The ad shows two women talking, with one woman mentioning the breakdown rate of Metrobuses, while the other woman responds, “Can’t we just talk about shoes?”
The ad created a flurry of online comments after Lucy Westcott, a political correspondent at Capital News Service, tweeted a picture of it Tuesday from the Metro Center stop.
— Lucy Westcott (@lvzwestcott) December 3, 2013
On Thursday, Lynn Bowersox, Metro’s assistant general manager for customer service, communications and marketing, defended the ad and claimed responsibility for the communications campaign the ad is part of.
She called the campaign a “series of unlikely conversations between friends and colleagues” about improvements at Metro. She said the agency was “poking a little fun at ourselves” for “our transit-speak.” Bowersox said the ads “contrast dense facts with light responses from both men and women on both sides of the conversation.”
She said the ad about shoes was created by two women.
“My response to comments about that message is that women should be able to talk about any subject that interests us, from reliability to shoes, without anyone judging us.”
After the first tweet of the ad, media outlets picked up the online buzz.

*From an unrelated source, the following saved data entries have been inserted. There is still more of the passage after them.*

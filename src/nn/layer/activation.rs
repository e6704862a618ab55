/*
 * @Date         : 2026-02-03
 * @Description  : 逐元素激活层（无可训练参数）
 */

use ndarray::{Array2, Zip};

use super::Layer;
use crate::errors::SynthError;
use crate::nn::Parameter;

/// 逐元素激活函数：f(x) 与 f'(x)。`derivative`同时拿到输入与输出，各激活取其所需。
trait Elementwise {
    fn apply(&self, x: f32) -> f32;
    fn derivative(&self, x: f32, y: f32) -> f32;
}

/// 为激活层生成`Layer`实现，缓存最近一次 forward 的输入与输出
macro_rules! activation_layer {
    ($ty:ident) => {
        impl Layer for $ty {
            fn name(&self) -> &str {
                stringify!($ty)
            }

            fn forward(&mut self, input: &Array2<f32>) -> Result<Array2<f32>, SynthError> {
                let output = self.infer(input)?;
                self.cache = Some((input.clone(), output.clone()));
                Ok(output)
            }

            fn infer(&self, input: &Array2<f32>) -> Result<Array2<f32>, SynthError> {
                Ok(input.mapv(|x| self.apply(x)))
            }

            fn backward(&mut self, grad_output: &Array2<f32>) -> Result<Array2<f32>, SynthError> {
                let (input, output) = self
                    .cache
                    .as_ref()
                    .ok_or_else(|| SynthError::BackwardBeforeForward(stringify!($ty).to_string()))?;
                if grad_output.shape() != output.shape() {
                    return Err(SynthError::ShapeMismatch {
                        context: format!("{}层的反向梯度", stringify!($ty)),
                        expected: output.shape().to_vec(),
                        got: grad_output.shape().to_vec(),
                    });
                }
                let mut grad_input = grad_output.clone();
                Zip::from(&mut grad_input)
                    .and(input)
                    .and(output)
                    .for_each(|g, &x, &y| *g *= self.derivative(x, y));
                Ok(grad_input)
            }

            fn parameters(&self) -> Vec<&Parameter> {
                Vec::new()
            }

            fn parameters_mut(&mut self) -> Vec<&mut Parameter> {
                Vec::new()
            }
        }
    };
}

/// LeakyReLU：x ≥ 0 时为 x，否则为 slope·x
#[derive(Debug, Clone)]
pub struct LeakyRelu {
    slope: f32,
    cache: Option<(Array2<f32>, Array2<f32>)>,
}

impl LeakyRelu {
    pub fn new(slope: f32) -> Self {
        Self { slope, cache: None }
    }
}

impl Elementwise for LeakyRelu {
    fn apply(&self, x: f32) -> f32 {
        if x >= 0.0 { x } else { self.slope * x }
    }

    fn derivative(&self, x: f32, _y: f32) -> f32 {
        if x >= 0.0 { 1.0 } else { self.slope }
    }
}

#[derive(Debug, Clone, Default)]
pub struct Relu {
    cache: Option<(Array2<f32>, Array2<f32>)>,
}

impl Relu {
    pub fn new() -> Self {
        Self::default()
    }
}

impl Elementwise for Relu {
    fn apply(&self, x: f32) -> f32 {
        // NaN 需要原样传播，不能用 f32::max
        if x < 0.0 { 0.0 } else { x }
    }

    fn derivative(&self, x: f32, _y: f32) -> f32 {
        if x > 0.0 { 1.0 } else { 0.0 }
    }
}

#[derive(Debug, Clone, Default)]
pub struct Sigmoid {
    cache: Option<(Array2<f32>, Array2<f32>)>,
}

impl Sigmoid {
    pub fn new() -> Self {
        Self::default()
    }
}

impl Elementwise for Sigmoid {
    fn apply(&self, x: f32) -> f32 {
        1.0 / (1.0 + (-x).exp())
    }

    fn derivative(&self, _x: f32, y: f32) -> f32 {
        y * (1.0 - y)
    }
}

#[derive(Debug, Clone, Default)]
pub struct Tanh {
    cache: Option<(Array2<f32>, Array2<f32>)>,
}

impl Tanh {
    pub fn new() -> Self {
        Self::default()
    }
}

impl Elementwise for Tanh {
    fn apply(&self, x: f32) -> f32 {
        x.tanh()
    }

    fn derivative(&self, _x: f32, y: f32) -> f32 {
        1.0 - y * y
    }
}

activation_layer!(LeakyRelu);
activation_layer!(Relu);
activation_layer!(Sigmoid);
activation_layer!(Tanh);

New York Magazine ran a headline that read: “Ladies Only Want to Chat Footwear in This Casually Sexist Public Transit Ad.” And Jezebel wrote: “The Subway: Your New Home for Romance and Sexist Stereotyping.”
Another online comment on the ad came from Meghan McCarthy, who took the ad and doctored it slightly. She showed two men instead of two women — with one of the men answering, “Can’t we just talk about sports.” She tweeted, “I’m an equal opportunity metro-ad-improver.”